Shaping Vancouver 2024: Community-Based Planning Conversation 1 Apr 16, 2024

This event will be a conversation with Irwin Oostindie, Director at VOOR Urban Labs. We will have a wide ranging discussion with Irwin on decolonization in urban planning, the importance of community engagement in neighbourhood planning, the relationships between urban planning and heritage, and the criticisms of community planning, community work and community solutions in the Vancouver context. 

We thank SFU Vancity Office of Community Engagement for their support in delivering and presenting this event.
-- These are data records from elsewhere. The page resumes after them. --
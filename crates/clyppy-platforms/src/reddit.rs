//! Reddit post recognition, including opaque share links.

use async_trait::async_trait;
use regex::Regex;
use tracing::debug;

use clyppy_models::{DeliveryStrategy, Service};

use crate::error::{PlatformError, PlatformResult};
use crate::platform::{Platform, ResolveContext};

pub struct RedditPlatform {
    comments: Regex,
    user_post: Regex,
    bare_comments: Regex,
    short: Regex,
    gallery: Regex,
    share: Regex,
    video_host: Regex,
    canonical_updater: Regex,
    canonical_link: Regex,
}

impl RedditPlatform {
    pub fn new() -> Self {
        Self {
            comments: Regex::new(
                r"^https?://(?:www\.|old\.|new\.|m\.)?reddit\.com/r/\w+/comments/(?P<id>[a-z0-9]+)",
            )
            .unwrap(),
            user_post: Regex::new(
                r"^https?://(?:www\.)?reddit\.com/user/[\w-]+/comments/(?P<id>[a-z0-9]+)",
            )
            .unwrap(),
            bare_comments: Regex::new(r"^https?://(?:www\.)?reddit\.com/comments/(?P<id>[a-z0-9]+)")
                .unwrap(),
            short: Regex::new(r"^https?://(?:www\.)?redd\.it/(?P<id>[a-z0-9]+)").unwrap(),
            gallery: Regex::new(r"^https?://(?:www\.)?reddit\.com/gallery/(?P<id>[a-z0-9]+)").unwrap(),
            share: Regex::new(r"^https?://(?:www\.)?reddit\.com/r/\w+/s/(?P<id>[A-Za-z0-9]+)").unwrap(),
            video_host: Regex::new(r"^https?://v\.redd\.it/(?P<id>[a-z0-9]+)").unwrap(),
            // New reddit embeds the resolved post URL in a custom element;
            // older pages still carry the plain canonical link tag.
            canonical_updater: Regex::new(
                r#"shreddit-canonical-url-updater[^>]*\svalue="(?P<url>[^"]+)""#,
            )
            .unwrap(),
            canonical_link: Regex::new(r#"<link\s+rel="canonical"\s+href="(?P<url>[^"]+)""#).unwrap(),
        }
    }

    fn capture_id(&self, url: &str) -> Option<String> {
        for re in [
            &self.comments,
            &self.user_post,
            &self.bare_comments,
            &self.short,
            &self.gallery,
            &self.share,
            &self.video_host,
        ] {
            if let Some(caps) = re.captures(url) {
                return Some(caps["id"].to_string());
            }
        }
        None
    }

    fn is_share_link(&self, url: &str) -> bool {
        self.share.is_match(url)
    }

    fn is_video_host(&self, url: &str) -> bool {
        self.video_host.is_match(url)
    }

    /// Fetch a share link and extract the canonical post URL from the HTML.
    pub async fn resolve_share_link(
        &self,
        ctx: &ResolveContext,
        url: &str,
    ) -> PlatformResult<String> {
        let body = ctx.http.get(url).send().await?.text().await?;
        let canonical = self
            .canonical_updater
            .captures(&body)
            .or_else(|| self.canonical_link.captures(&body))
            .map(|caps| caps["url"].to_string())
            .ok_or_else(|| PlatformError::share_link_unresolved(url))?;
        debug!(share_url = %url, canonical = %canonical, "resolved reddit share link");
        Ok(canonical)
    }
}

impl Default for RedditPlatform {
    fn default() -> Self {
        Self::new()
    }
}

#[async_trait]
impl Platform for RedditPlatform {
    fn service(&self) -> Service {
        Service::Reddit
    }

    fn matches(&self, url: &str) -> bool {
        self.capture_id(url).is_some()
    }

    fn parse(&self, url: &str) -> Option<String> {
        self.capture_id(url)
    }

    async fn canonicalize(
        &self,
        ctx: &ResolveContext,
        url: &str,
        source_id: &str,
    ) -> PlatformResult<String> {
        if self.is_share_link(url) {
            return self.resolve_share_link(ctx, url).await;
        }
        if self.is_video_host(url) {
            return Ok(format!("https://v.redd.it/{source_id}"));
        }
        Ok(format!("https://www.reddit.com/comments/{source_id}/"))
    }

    fn strategy(&self) -> DeliveryStrategy {
        DeliveryStrategy::AttachOrReupload
    }
}

#[cfg(test)]
mod tests {
    use super::*;
    use wiremock::matchers::{method, path};
    use wiremock::{Mock, MockServer, ResponseTemplate};

    fn platform() -> RedditPlatform {
        RedditPlatform::new()
    }

    #[test]
    fn test_standard_comments_form() {
        let p = platform();
        assert_eq!(
            p.parse("https://www.reddit.com/r/videos/comments/abc123/some_title/"),
            Some("abc123".to_string())
        );
        assert_eq!(
            p.parse("https://old.reddit.com/r/aww/comments/xyz789"),
            Some("xyz789".to_string())
        );
    }

    #[test]
    fn test_user_post_and_bare_forms() {
        let p = platform();
        assert_eq!(
            p.parse("https://www.reddit.com/user/some-user/comments/q1w2e3/t/"),
            Some("q1w2e3".to_string())
        );
        assert_eq!(
            p.parse("https://www.reddit.com/comments/q1w2e3/"),
            Some("q1w2e3".to_string())
        );
    }

    #[test]
    fn test_short_gallery_and_video_forms() {
        let p = platform();
        assert_eq!(p.parse("https://redd.it/abc123"), Some("abc123".to_string()));
        assert_eq!(
            p.parse("https://www.reddit.com/gallery/abc123"),
            Some("abc123".to_string())
        );
        assert_eq!(p.parse("https://v.redd.it/k9j8h7g6"), Some("k9j8h7g6".to_string()));
    }

    #[test]
    fn test_share_form_detected() {
        let p = platform();
        let url = "https://www.reddit.com/r/videos/s/AbCdEf123";
        assert!(p.is_share_link(url));
        assert_eq!(p.parse(url), Some("AbCdEf123".to_string()));
    }

    #[test]
    fn test_rejects_non_post_urls() {
        let p = platform();
        assert_eq!(p.parse("https://www.reddit.com/r/videos/"), None);
        assert_eq!(p.parse("https://www.reddit.com/user/some-user/"), None);
    }

    #[tokio::test]
    async fn test_plain_canonicalization() {
        let p = platform();
        let ctx = ResolveContext::new().unwrap();
        let canonical = p
            .canonicalize(&ctx, "https://redd.it/abc123", "abc123")
            .await
            .unwrap();
        assert_eq!(canonical, "https://www.reddit.com/comments/abc123/");
        assert_eq!(p.parse(&canonical), Some("abc123".to_string()));
    }

    #[tokio::test]
    async fn test_video_host_canonicalization() {
        let p = platform();
        let ctx = ResolveContext::new().unwrap();
        let canonical = p
            .canonicalize(&ctx, "https://v.redd.it/k9j8h7g6", "k9j8h7g6")
            .await
            .unwrap();
        assert_eq!(canonical, "https://v.redd.it/k9j8h7g6");
    }

    #[tokio::test]
    async fn test_share_link_resolution_via_updater_tag() {
        let server = MockServer::start().await;
        let html = concat!(
            "<html><head></head><body>",
            r#"<shreddit-canonical-url-updater value="https://www.reddit.com/r/videos/comments/abc123/a_title/"></shreddit-canonical-url-updater>"#,
            "</body></html>"
        );
        Mock::given(method("GET"))
            .and(path("/r/videos/s/XyZ987"))
            .respond_with(ResponseTemplate::new(200).set_body_string(html))
            .mount(&server)
            .await;

        let p = platform();
        let ctx = ResolveContext::new().unwrap();
        let resolved = p
            .resolve_share_link(&ctx, &format!("{}/r/videos/s/XyZ987", server.uri()))
            .await
            .unwrap();
        assert_eq!(resolved, "https://www.reddit.com/r/videos/comments/abc123/a_title/");
        assert_eq!(p.parse(&resolved), Some("abc123".to_string()));
    }

    #[tokio::test]
    async fn test_share_link_resolution_via_link_tag() {
        let server = MockServer::start().await;
        let html = r#"<html><head><link rel="canonical" href="https://www.reddit.com/r/aww/comments/zz9900/cat/"></head></html>"#;
        Mock::given(method("GET"))
            .and(path("/r/aww/s/Share1"))
            .respond_with(ResponseTemplate::new(200).set_body_string(html))
            .mount(&server)
            .await;

        let p = platform();
        let ctx = ResolveContext::new().unwrap();
        let resolved = p
            .resolve_share_link(&ctx, &format!("{}/r/aww/s/Share1", server.uri()))
            .await
            .unwrap();
        assert_eq!(p.parse(&resolved), Some("zz9900".to_string()));
    }

    #[tokio::test]
    async fn test_share_link_without_canonical_fails() {
        let server = MockServer::start().await;
        Mock::given(method("GET"))
            .and(path("/r/x/s/Nope"))
            .respond_with(ResponseTemplate::new(200).set_body_string("<html></html>"))
            .mount(&server)
            .await;

        let p = platform();
        let ctx = ResolveContext::new().unwrap();
        let err = p
            .resolve_share_link(&ctx, &format!("{}/r/x/s/Nope", server.uri()))
            .await
            .unwrap_err();
        assert!(matches!(err, PlatformError::ShareLinkUnresolved { .. }));
    }
}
We also thank Jak’s South Granville for their support.

Guest- Irwin Oostidie

With more than three decades track record in complex cross-cultural environments, Irwin has worked for multiple local governments, First Nations, public sites, as Executive Director for multiple non-profits, and founded multiple community formations in Vancouver’s inner-city and suburbs. An expert in urban planning, social procurement, community cultural and economic development, he is also a thought leader on redress and reconciliation in Canada. He is happiest at work co-designing multi-stakeholder solutions to complex problems facing impacted communities.

One on One Conversation with Guest

What do you think that heritage is and what is your involvement in it? You’ve been invited to talk about heritage in other contexts, but you’re not a traditional “heritage” expert.[9:50]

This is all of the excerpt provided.